- Task statement -
Only the lines of the data holding the string "info" need to be returned.

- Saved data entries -
========================
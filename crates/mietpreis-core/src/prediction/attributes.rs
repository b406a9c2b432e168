// crates/mietpreis-core/src/prediction/attributes.rs

//! The property fields of the form.
//!
//! Categorical fields are fixed enumerations whose wire value is the label
//! the valuation service maps (`"Fernwaerme"`, `"Vollstaendig renoviert"`,
//! …). [`FormChoice::label`] gives the spelling shown in the select.
//!
//! Numeric ranges are input affordances only; nothing here rejects a value
//! outside them.

use crate::error::{Error, Result};
use serde::{Deserialize, Serialize};
use serde_json::{Map, Value};
use std::str::FromStr;
use strum::{AsRefStr, Display, EnumIter, EnumString, IntoEnumIterator};

/// One option list of the form.
pub trait FormChoice: IntoEnumIterator + Copy {
    /// Wire value (as sent to the service).
    fn value(self) -> &'static str;

    /// Display spelling (with umlauts).
    fn label(self) -> &'static str;

    /// `(value, label)` pairs in display order.
    fn choices() -> Vec<(&'static str, &'static str)> {
        Self::iter().map(|c| (c.value(), c.label())).collect()
    }
}

// `Variant => "value" | "Label";` where the label is only given when it
// differs from the wire value.
macro_rules! form_choice {
    (@label $value:literal) => { $value };
    (@label $value:literal, $label:literal) => { $label };

    (
        $(#[$meta:meta])*
        pub enum $name:ident {
            $( $(#[$vmeta:meta])* $variant:ident => $value:literal $(| $label:literal)?; )+
        }
    ) => {
        $(#[$meta])*
        #[derive(
            Debug,
            Clone,
            Copy,
            PartialEq,
            Eq,
            Hash,
            Default,
            Serialize,
            Deserialize,
            Display,
            EnumString,
            EnumIter,
            AsRefStr,
        )]
        pub enum $name {
            $(
                $(#[$vmeta])*
                #[serde(rename = $value $(, alias = $label)?)]
                #[strum(to_string = $value $(, serialize = $label)?)]
                $variant,
            )+
        }

        impl FormChoice for $name {
            fn value(self) -> &'static str {
                match self {
                    $( $name::$variant => $value, )+
                }
            }

            fn label(self) -> &'static str {
                match self {
                    $( $name::$variant => form_choice!(@label $value $(, $label)?), )+
                }
            }
        }
    };
}

form_choice! {
    /// Heizungsart.
    pub enum HeatingType {
        #[default]
        Zentralheizung => "Zentralheizung";
        Fernwaerme => "Fernwaerme" | "Fernwärme";
        GasHeizung => "Gas-Heizung";
        Etagenheizung => "Etagenheizung";
        Fussbodenheizung => "Fussbodenheizung" | "Fußbodenheizung";
        Oelheizung => "Oelheizung" | "Ölheizung";
        Waermepumpe => "Waermepumpe" | "Wärmepumpe";
        Holzpelletheizung => "Holzpelletheizung";
        Andere => "Andere";
    }
}

form_choice! {
    /// Zustand.
    pub enum Condition {
        #[default]
        Gepflegt => "Gepflegt";
        Erstbezug => "Erstbezug";
        Saniert => "Saniert";
        VollstaendigRenoviert => "Vollstaendig renoviert" | "Vollständig renoviert";
        Neuwertig => "Neuwertig";
        Modernisiert => "Modernisiert";
        ErstbezugNachSanierung => "Erstbezug nach Sanierung";
        Andere => "Andere";
    }
}

form_choice! {
    /// Ausstattungsqualität.
    pub enum InteriorQuality {
        #[default]
        Normal => "Normal";
        Gehoben => "Gehoben";
        Luxus => "Luxus";
        Einfach => "Einfach";
    }
}

form_choice! {
    /// Wohnungstyp.
    pub enum FlatType {
        #[default]
        Etagenwohnung => "Etagenwohnung";
        Dachgeschoss => "Dachgeschoss";
        Erdgeschoss => "Erdgeschoss";
        Maisonette => "Maisonette";
        Hochparterre => "Hochparterre";
        Penthouse => "Penthouse";
        Souterrain => "Souterrain";
        Andere => "Andere";
    }
}

/// Input affordance of a numeric field.
#[derive(Debug, Clone, Copy, PartialEq, Serialize)]
pub struct FieldRange {
    pub min: f64,
    pub max: f64,
    pub default: f64,
    pub step: f64,
}

impl FieldRange {
    pub fn contains(&self, value: f64) -> bool {
        (self.min..=self.max).contains(&value)
    }
}

/// Wohnfläche in m².
pub const LIVING_SPACE_RANGE: FieldRange = FieldRange {
    min: 10.0,
    max: 600.0,
    default: 75.0,
    step: 1.0,
};

pub const ROOMS_RANGE: FieldRange = FieldRange {
    min: 1.0,
    max: 15.0,
    default: 3.0,
    step: 1.0,
};

pub const FLOOR_RANGE: FieldRange = FieldRange {
    min: 0.0,
    max: 40.0,
    default: 1.0,
    step: 1.0,
};

pub const YEAR_CONSTRUCTED_RANGE: FieldRange = FieldRange {
    min: 1900.0,
    max: 2025.0,
    default: 1995.0,
    step: 1.0,
};

/// Everything the form knows about the flat apart from its location.
#[derive(Debug, Clone, PartialEq, Serialize, Deserialize)]
#[serde(rename_all = "camelCase", default)]
pub struct PropertyAttributes {
    pub living_space: f64,
    pub rooms: f64,
    pub floor: f64,
    pub year_constructed: f64,

    pub heating_type: HeatingType,
    pub condition: Condition,
    pub interior_quality: InteriorQuality,
    pub flat_type: FlatType,

    pub balcony: bool,
    pub lift: bool,
    pub fitted_kitchen: bool,
    pub garden: bool,
    pub cellar: bool,

    /// Listing date (`YYYY-MM-DD`); the service assumes "today" when absent.
    pub listing_date: Option<String>,
}

impl Default for PropertyAttributes {
    fn default() -> Self {
        PropertyAttributes {
            living_space: LIVING_SPACE_RANGE.default,
            rooms: ROOMS_RANGE.default,
            floor: FLOOR_RANGE.default,
            year_constructed: YEAR_CONSTRUCTED_RANGE.default,
            heating_type: HeatingType::default(),
            condition: Condition::default(),
            interior_quality: InteriorQuality::default(),
            flat_type: FlatType::default(),
            balcony: false,
            lift: false,
            fitted_kitchen: false,
            garden: false,
            cellar: false,
            listing_date: None,
        }
    }
}

impl PropertyAttributes {
    /// Build attributes from loosely-typed form values keyed by wire name
    /// (`livingSpace`, `noRooms`, `heatingType`, `hasKitchen`, `date`, …).
    ///
    /// Missing keys keep their defaults. Numeric fields go through
    /// [`coerce_number`], so `"75"` and `75` are the same and an unparseable
    /// entry becomes NaN for the service to reject. An unknown option label
    /// is an error.
    pub fn from_form(values: &Map<String, Value>) -> Result<Self> {
        let mut attrs = PropertyAttributes::default();

        let number = |key: &str, slot: &mut f64| {
            if let Some(v) = values.get(key) {
                *slot = coerce_number(v);
            }
        };
        number("livingSpace", &mut attrs.living_space);
        number("noRooms", &mut attrs.rooms);
        number("floor", &mut attrs.floor);
        number("yearConstructed", &mut attrs.year_constructed);

        if let Some(v) = values.get("heatingType") {
            attrs.heating_type = parse_choice("heatingType", v)?;
        }
        if let Some(v) = values.get("condition") {
            attrs.condition = parse_choice("condition", v)?;
        }
        if let Some(v) = values.get("interiorQual") {
            attrs.interior_quality = parse_choice("interiorQual", v)?;
        }
        if let Some(v) = values.get("typeOfFlat") {
            attrs.flat_type = parse_choice("typeOfFlat", v)?;
        }

        let flag = |key: &str, slot: &mut bool| {
            if let Some(v) = values.get(key) {
                *slot = coerce_flag(v);
            }
        };
        flag("balcony", &mut attrs.balcony);
        flag("lift", &mut attrs.lift);
        flag("hasKitchen", &mut attrs.fitted_kitchen);
        flag("garden", &mut attrs.garden);
        flag("cellar", &mut attrs.cellar);

        attrs.listing_date = values
            .get("date")
            .and_then(Value::as_str)
            .map(str::trim)
            .filter(|d| !d.is_empty())
            .map(str::to_owned);

        Ok(attrs)
    }
}

fn parse_choice<T: FromStr>(key: &str, value: &Value) -> Result<T> {
    let text = value
        .as_str()
        .ok_or_else(|| Error::InvalidData(format!("{key}: expected a string, got {value}")))?;
    T::from_str(text.trim())
        .map_err(|_| Error::InvalidData(format!("{key}: unknown option {text:?}")))
}

/// Coerce a form value to a number.
///
/// Numbers pass through; strings are trimmed and parsed (a decimal comma is
/// accepted, an empty string is 0); booleans are 1/0; `null` is 0. Anything
/// else is NaN.
pub fn coerce_number(value: &Value) -> f64 {
    match value {
        Value::Number(n) => n.as_f64().unwrap_or(f64::NAN),
        Value::String(s) => {
            let s = s.trim();
            if s.is_empty() {
                0.0
            } else {
                s.replace(',', ".").parse().unwrap_or(f64::NAN)
            }
        }
        Value::Bool(b) => f64::from(u8::from(*b)),
        Value::Null => 0.0,
        Value::Array(_) | Value::Object(_) => f64::NAN,
    }
}

/// Coerce a postal-code form value to text; a number keeps its digits.
pub fn coerce_postal_code(value: &Value) -> String {
    match value {
        Value::String(s) => s.clone(),
        Value::Number(n) => match (n.as_u64(), n.as_f64()) {
            (Some(digits), _) => digits.to_string(),
            // JS numbers arrive as floats.
            (None, Some(f)) if f.is_finite() && f.fract() == 0.0 && f >= 0.0 => format!("{f:.0}"),
            _ => n.to_string(),
        },
        Value::Null => String::new(),
        other => other.to_string(),
    }
}

fn coerce_flag(value: &Value) -> bool {
    match value {
        Value::Bool(b) => *b,
        Value::Number(n) => n.as_f64().is_some_and(|v| v != 0.0),
        Value::String(s) => matches!(s.trim().to_ascii_lowercase().as_str(), "true" | "on" | "1" | "ja"),
        _ => false,
    }
}
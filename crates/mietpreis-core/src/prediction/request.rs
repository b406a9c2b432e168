// crates/mietpreis-core/src/prediction/request.rs
use super::attributes::{Condition, FlatType, HeatingType, InteriorQuality, PropertyAttributes};
use super::response::format_area;
use crate::selection::LocationSelection;
use serde::{Deserialize, Serialize};

/// Body of `POST /predict`.
///
/// Field names are the service's; nothing is validated or normalized on
/// the way out. An unset location part goes out as an empty string.
#[derive(Debug, Clone, PartialEq, Serialize, Deserialize)]
pub struct PredictionRequest {
    #[serde(rename = "livingSpace")]
    pub living_space: f64,
    #[serde(rename = "noRooms")]
    pub rooms: f64,
    pub floor: f64,
    #[serde(rename = "yearConstructed")]
    pub year_constructed: f64,

    /// Bundesland.
    pub regio1: String,
    /// Stadt / Landkreis.
    pub regio2: String,
    pub geo_plz: String,

    #[serde(rename = "heatingType")]
    pub heating_type: HeatingType,
    pub condition: Condition,
    #[serde(rename = "interiorQual")]
    pub interior_quality: InteriorQuality,
    #[serde(rename = "typeOfFlat")]
    pub flat_type: FlatType,

    pub balcony: bool,
    pub lift: bool,
    #[serde(rename = "hasKitchen")]
    pub fitted_kitchen: bool,
    pub garden: bool,
    pub cellar: bool,

    #[serde(default, skip_serializing_if = "Option::is_none")]
    pub date: Option<String>,
}

impl PredictionRequest {
    pub fn build(attrs: &PropertyAttributes, location: &LocationSelection) -> Self {
        PredictionRequest {
            living_space: attrs.living_space,
            rooms: attrs.rooms,
            floor: attrs.floor,
            year_constructed: attrs.year_constructed,
            regio1: location.state().to_string(),
            regio2: location.city().to_string(),
            geo_plz: location.postal_code().to_string(),
            heating_type: attrs.heating_type,
            condition: attrs.condition,
            interior_quality: attrs.interior_quality,
            flat_type: attrs.flat_type,
            balcony: attrs.balcony,
            lift: attrs.lift,
            fitted_kitchen: attrs.fitted_kitchen,
            garden: attrs.garden,
            cellar: attrs.cellar,
            date: attrs.listing_date.clone(),
        }
    }

    /// Result-card caption for this request: `Berechnet für München (80331) • 62 m²`.
    pub fn summary_line(&self) -> String {
        format!(
            "Berechnet für {} ({}) • {} m²",
            self.regio2,
            self.geo_plz,
            format_area(self.living_space)
        )
    }
}
// crates/mietpreis-core/src/loader/mod.rs

//! # Geo Loader
//!
//! Acquires the [`GeoIndex`] once per session: the primary source first,
//! then exactly one fallback attempt. No retries beyond that, no refresh.
//!
//! The loader lives on a single-threaded event loop. Its status sits in a
//! `RefCell` so the view can read [`GeoLoader::status`] while a load is
//! suspended; no borrow is held across an await point.

use crate::error::{Error, GeoLoadFailure, Result};
use crate::liveness::Liveness;
use crate::model::GeoIndex;
use async_trait::async_trait;
use log::{debug, info, warn};
use std::cell::RefCell;
use std::sync::Arc;

pub mod common_io;
mod source;

#[cfg(feature = "json")]
pub use source::FileSource;
#[cfg(feature = "http")]
pub use source::HttpSource;
pub use source::StaticSource;

/// Message of the failure returned to a caller that starts a second load
/// while the first one is still running.
pub const ALREADY_LOADING_MESSAGE: &str = "Standortdaten werden bereits geladen.";

/// Somewhere a geo payload can be fetched from.
#[async_trait(?Send)]
pub trait GeoSource {
    /// Human-readable origin for logs.
    fn describe(&self) -> String;

    async fn fetch(&self) -> Result<GeoIndex>;
}

/// Where the one-shot load currently stands.
#[derive(Debug, Clone, Default, PartialEq, Eq)]
pub enum LoadStatus {
    #[default]
    Idle,
    Loading,
    Loaded(Arc<GeoIndex>),
    Failed(GeoLoadFailure),
}

impl LoadStatus {
    pub fn is_loading(&self) -> bool {
        matches!(self, LoadStatus::Loading)
    }

    pub fn index(&self) -> Option<&Arc<GeoIndex>> {
        match self {
            LoadStatus::Loaded(index) => Some(index),
            _ => None,
        }
    }

    pub fn error(&self) -> Option<&GeoLoadFailure> {
        match self {
            LoadStatus::Failed(failure) => Some(failure),
            _ => None,
        }
    }
}

/// Primary source with a single fallback.
pub struct GeoLoader {
    primary: Box<dyn GeoSource>,
    fallback: Box<dyn GeoSource>,
    status: RefCell<LoadStatus>,
    liveness: Liveness,
}

impl std::fmt::Debug for GeoLoader {
    fn fmt(&self, f: &mut std::fmt::Formatter<'_>) -> std::fmt::Result {
        f.debug_struct("GeoLoader")
            .field("primary", &self.primary.describe())
            .field("fallback", &self.fallback.describe())
            .field("status", &self.status.borrow())
            .finish()
    }
}

impl GeoLoader {
    pub fn new(primary: impl GeoSource + 'static, fallback: impl GeoSource + 'static) -> Self {
        GeoLoader {
            primary: Box::new(primary),
            fallback: Box::new(fallback),
            status: RefCell::new(LoadStatus::Idle),
            liveness: Liveness::new(),
        }
    }

    /// Tie the status write-back to `liveness`: a load that settles after
    /// it was revoked leaves the status untouched.
    pub fn with_liveness(mut self, liveness: Liveness) -> Self {
        self.liveness = liveness;
        self
    }

    /// The standard pair from a [`ServiceConfig`](crate::config::ServiceConfig):
    /// `GET /geo`, falling back to `GET /geo_data.json`.
    #[cfg(feature = "http")]
    pub fn from_config(client: reqwest::Client, config: &crate::config::ServiceConfig) -> Self {
        Self::new(
            HttpSource::new(client.clone(), config.geo_url()),
            HttpSource::new(client, config.fallback_geo_url()),
        )
    }

    pub fn status(&self) -> LoadStatus {
        self.status.borrow().clone()
    }

    pub fn is_loading(&self) -> bool {
        self.status.borrow().is_loading()
    }

    /// Load the index.
    ///
    /// The first call performs the work and settles the status to exactly
    /// one of `Loaded` or `Failed`. Later calls return the settled outcome
    /// without touching any source.
    pub async fn load(&self) -> std::result::Result<Arc<GeoIndex>, GeoLoadFailure> {
        {
            let mut status = self.status.borrow_mut();
            match &*status {
                LoadStatus::Loaded(index) => return Ok(Arc::clone(index)),
                LoadStatus::Failed(failure) => return Err(failure.clone()),
                LoadStatus::Loading => {
                    return Err(GeoLoadFailure {
                        message: ALREADY_LOADING_MESSAGE.to_string(),
                        primary: String::new(),
                        fallback: String::new(),
                    })
                }
                LoadStatus::Idle => {}
            }
            *status = LoadStatus::Loading;
        }

        let outcome = fetch_with_fallback(self.primary.as_ref(), self.fallback.as_ref())
            .await
            .map(Arc::new);

        if !self.liveness.is_alive() {
            debug!("geo load settled after teardown; status left as is");
            return outcome;
        }
        *self.status.borrow_mut() = match &outcome {
            Ok(index) => LoadStatus::Loaded(Arc::clone(index)),
            Err(failure) => LoadStatus::Failed(failure.clone()),
        };
        outcome
    }
}

/// The primary → fallback algorithm, without any status bookkeeping.
pub async fn fetch_with_fallback(
    primary: &dyn GeoSource,
    fallback: &dyn GeoSource,
) -> std::result::Result<GeoIndex, GeoLoadFailure> {
    let primary_err: Error = match primary.fetch().await {
        Ok(index) => {
            info!("geo index loaded from {}: {:?}", primary.describe(), index.stats());
            return Ok(index);
        }
        Err(e) => e,
    };
    warn!(
        "primary geo source {} failed ({primary_err}); trying {}",
        primary.describe(),
        fallback.describe()
    );

    match fallback.fetch().await {
        Ok(index) => {
            info!("geo index loaded from {}: {:?}", fallback.describe(), index.stats());
            Ok(index)
        }
        Err(fallback_err) => {
            warn!("fallback geo source {} failed: {fallback_err}", fallback.describe());
            Err(GeoLoadFailure::from_errors(&primary_err, &fallback_err))
        }
    }
}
========================
- Result of this task -
use log::{debug, info, warn};
            info!("geo index loaded from {}: {:?}", primary.describe(), index.stats());
            info!("geo index loaded from {}: {:?}", fallback.describe(), index.stats());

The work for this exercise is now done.